> [What you are asked to do]: One line at a time, check the entries below for the word "Debug", and copy each line that has it.

> [Records to process]:
>>
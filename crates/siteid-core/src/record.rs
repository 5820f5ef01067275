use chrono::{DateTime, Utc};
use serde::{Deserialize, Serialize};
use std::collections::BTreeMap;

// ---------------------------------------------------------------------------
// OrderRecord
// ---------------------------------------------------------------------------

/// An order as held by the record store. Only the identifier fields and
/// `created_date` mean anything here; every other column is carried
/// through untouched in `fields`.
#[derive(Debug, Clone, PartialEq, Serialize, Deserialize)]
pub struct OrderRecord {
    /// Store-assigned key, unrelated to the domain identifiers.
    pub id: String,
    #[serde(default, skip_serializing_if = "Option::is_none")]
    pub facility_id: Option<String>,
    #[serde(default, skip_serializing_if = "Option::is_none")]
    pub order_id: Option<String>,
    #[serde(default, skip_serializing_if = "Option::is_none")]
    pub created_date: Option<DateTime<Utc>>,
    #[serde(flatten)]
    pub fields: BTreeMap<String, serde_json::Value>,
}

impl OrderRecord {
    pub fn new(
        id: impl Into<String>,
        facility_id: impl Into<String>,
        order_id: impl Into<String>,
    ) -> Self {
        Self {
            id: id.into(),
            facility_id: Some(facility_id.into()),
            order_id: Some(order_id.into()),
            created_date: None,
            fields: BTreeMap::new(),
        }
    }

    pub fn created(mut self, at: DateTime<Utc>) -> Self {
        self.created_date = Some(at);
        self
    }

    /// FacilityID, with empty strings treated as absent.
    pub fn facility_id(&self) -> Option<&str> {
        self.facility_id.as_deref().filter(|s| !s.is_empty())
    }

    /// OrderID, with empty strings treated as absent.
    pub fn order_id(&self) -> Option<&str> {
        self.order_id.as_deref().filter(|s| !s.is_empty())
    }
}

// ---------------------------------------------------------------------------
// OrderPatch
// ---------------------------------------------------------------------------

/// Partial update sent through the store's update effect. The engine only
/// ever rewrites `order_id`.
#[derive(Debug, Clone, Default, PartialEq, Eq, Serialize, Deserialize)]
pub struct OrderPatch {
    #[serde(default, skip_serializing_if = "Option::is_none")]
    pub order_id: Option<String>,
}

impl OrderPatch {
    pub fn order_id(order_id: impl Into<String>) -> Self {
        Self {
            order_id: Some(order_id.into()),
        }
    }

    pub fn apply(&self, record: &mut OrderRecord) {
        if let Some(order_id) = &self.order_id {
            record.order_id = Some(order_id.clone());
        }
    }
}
<<
> [Expected answer]:
#[derive(Debug, Clone, PartialEq, Serialize, Deserialize)]
#[derive(Debug, Clone, Default, PartialEq, Eq, Serialize, Deserialize)]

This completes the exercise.